Excerpts from a dataset:
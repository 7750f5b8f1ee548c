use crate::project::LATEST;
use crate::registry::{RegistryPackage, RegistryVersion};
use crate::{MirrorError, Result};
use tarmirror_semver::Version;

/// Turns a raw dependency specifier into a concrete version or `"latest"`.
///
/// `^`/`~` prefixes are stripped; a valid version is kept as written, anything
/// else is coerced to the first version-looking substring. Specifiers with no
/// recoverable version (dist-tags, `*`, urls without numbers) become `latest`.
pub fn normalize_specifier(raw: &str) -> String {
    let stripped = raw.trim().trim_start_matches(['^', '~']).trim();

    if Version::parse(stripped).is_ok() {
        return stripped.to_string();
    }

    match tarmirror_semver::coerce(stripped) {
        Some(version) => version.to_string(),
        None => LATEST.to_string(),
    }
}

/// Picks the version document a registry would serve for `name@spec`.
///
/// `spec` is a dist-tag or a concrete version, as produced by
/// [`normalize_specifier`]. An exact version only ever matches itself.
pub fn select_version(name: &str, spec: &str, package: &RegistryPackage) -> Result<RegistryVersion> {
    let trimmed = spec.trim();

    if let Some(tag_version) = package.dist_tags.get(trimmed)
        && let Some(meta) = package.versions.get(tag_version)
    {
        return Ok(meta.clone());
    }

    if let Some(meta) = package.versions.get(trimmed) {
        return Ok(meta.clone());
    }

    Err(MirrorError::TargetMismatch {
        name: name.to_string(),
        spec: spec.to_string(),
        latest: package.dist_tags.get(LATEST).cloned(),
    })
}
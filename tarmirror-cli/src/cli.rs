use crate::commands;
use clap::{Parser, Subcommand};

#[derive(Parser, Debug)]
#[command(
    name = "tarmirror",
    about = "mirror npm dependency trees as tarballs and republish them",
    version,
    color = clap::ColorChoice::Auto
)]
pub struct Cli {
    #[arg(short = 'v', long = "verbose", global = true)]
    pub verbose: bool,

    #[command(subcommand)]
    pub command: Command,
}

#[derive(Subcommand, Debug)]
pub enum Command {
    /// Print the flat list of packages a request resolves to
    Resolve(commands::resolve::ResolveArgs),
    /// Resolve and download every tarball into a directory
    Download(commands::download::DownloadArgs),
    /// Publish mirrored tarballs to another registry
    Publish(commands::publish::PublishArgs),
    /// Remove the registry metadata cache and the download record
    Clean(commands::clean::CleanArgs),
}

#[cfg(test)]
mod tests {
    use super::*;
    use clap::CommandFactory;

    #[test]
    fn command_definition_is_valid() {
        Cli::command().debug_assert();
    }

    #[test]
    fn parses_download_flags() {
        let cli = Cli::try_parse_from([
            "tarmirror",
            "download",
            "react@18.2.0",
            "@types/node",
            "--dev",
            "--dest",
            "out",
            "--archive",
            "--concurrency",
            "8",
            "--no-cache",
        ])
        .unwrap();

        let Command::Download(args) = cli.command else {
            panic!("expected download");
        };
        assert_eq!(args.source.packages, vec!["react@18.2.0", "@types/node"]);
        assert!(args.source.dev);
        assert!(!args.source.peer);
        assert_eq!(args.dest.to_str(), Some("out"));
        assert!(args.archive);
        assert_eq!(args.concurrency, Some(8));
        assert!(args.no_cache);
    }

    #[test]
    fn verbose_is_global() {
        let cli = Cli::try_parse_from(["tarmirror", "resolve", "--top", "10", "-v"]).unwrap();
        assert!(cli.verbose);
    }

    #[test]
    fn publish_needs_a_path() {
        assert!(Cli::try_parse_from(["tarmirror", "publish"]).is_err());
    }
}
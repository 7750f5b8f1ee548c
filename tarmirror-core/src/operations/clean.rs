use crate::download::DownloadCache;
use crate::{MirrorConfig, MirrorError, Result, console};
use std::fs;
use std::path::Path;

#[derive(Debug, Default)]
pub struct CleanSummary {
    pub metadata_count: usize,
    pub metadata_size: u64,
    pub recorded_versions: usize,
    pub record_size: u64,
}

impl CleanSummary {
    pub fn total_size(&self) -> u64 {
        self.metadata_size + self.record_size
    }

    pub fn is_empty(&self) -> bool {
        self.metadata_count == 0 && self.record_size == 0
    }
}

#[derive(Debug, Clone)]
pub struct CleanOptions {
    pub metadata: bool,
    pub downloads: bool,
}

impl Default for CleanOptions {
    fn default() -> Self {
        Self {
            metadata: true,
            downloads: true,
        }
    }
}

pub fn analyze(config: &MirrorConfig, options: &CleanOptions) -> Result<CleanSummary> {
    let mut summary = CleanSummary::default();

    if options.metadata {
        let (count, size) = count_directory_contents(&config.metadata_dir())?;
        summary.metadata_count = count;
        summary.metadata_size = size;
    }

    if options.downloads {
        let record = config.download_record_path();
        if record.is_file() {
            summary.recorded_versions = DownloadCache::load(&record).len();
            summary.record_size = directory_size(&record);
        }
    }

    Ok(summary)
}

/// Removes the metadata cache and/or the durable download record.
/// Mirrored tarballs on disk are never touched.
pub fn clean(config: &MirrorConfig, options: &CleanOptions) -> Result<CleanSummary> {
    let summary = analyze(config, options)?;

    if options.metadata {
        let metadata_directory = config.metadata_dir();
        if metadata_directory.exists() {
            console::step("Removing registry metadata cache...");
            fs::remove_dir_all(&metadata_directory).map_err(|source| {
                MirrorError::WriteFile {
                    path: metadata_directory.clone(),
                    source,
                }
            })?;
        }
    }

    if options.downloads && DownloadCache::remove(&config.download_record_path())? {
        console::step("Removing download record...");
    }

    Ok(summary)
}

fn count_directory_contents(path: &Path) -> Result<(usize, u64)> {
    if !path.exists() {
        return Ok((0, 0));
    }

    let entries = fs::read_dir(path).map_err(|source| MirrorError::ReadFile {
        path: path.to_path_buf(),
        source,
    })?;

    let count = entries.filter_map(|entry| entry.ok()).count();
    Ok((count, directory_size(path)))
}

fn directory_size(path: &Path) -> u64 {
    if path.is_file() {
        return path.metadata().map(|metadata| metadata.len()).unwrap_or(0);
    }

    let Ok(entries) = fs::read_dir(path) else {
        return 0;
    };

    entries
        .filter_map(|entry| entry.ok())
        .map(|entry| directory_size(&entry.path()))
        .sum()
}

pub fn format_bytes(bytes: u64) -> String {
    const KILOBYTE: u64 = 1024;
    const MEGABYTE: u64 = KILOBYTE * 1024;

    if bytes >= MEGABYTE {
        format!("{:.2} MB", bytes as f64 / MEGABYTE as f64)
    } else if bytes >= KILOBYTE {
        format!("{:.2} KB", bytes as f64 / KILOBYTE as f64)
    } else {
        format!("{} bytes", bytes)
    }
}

_TASK TO CARRY OUT_: Collect the lines of the data that carry the word "const".

_TASK RESPONSE_:
    const KILOBYTE: u64 = 1024;
    const MEGABYTE: u64 = KILOBYTE * 1024;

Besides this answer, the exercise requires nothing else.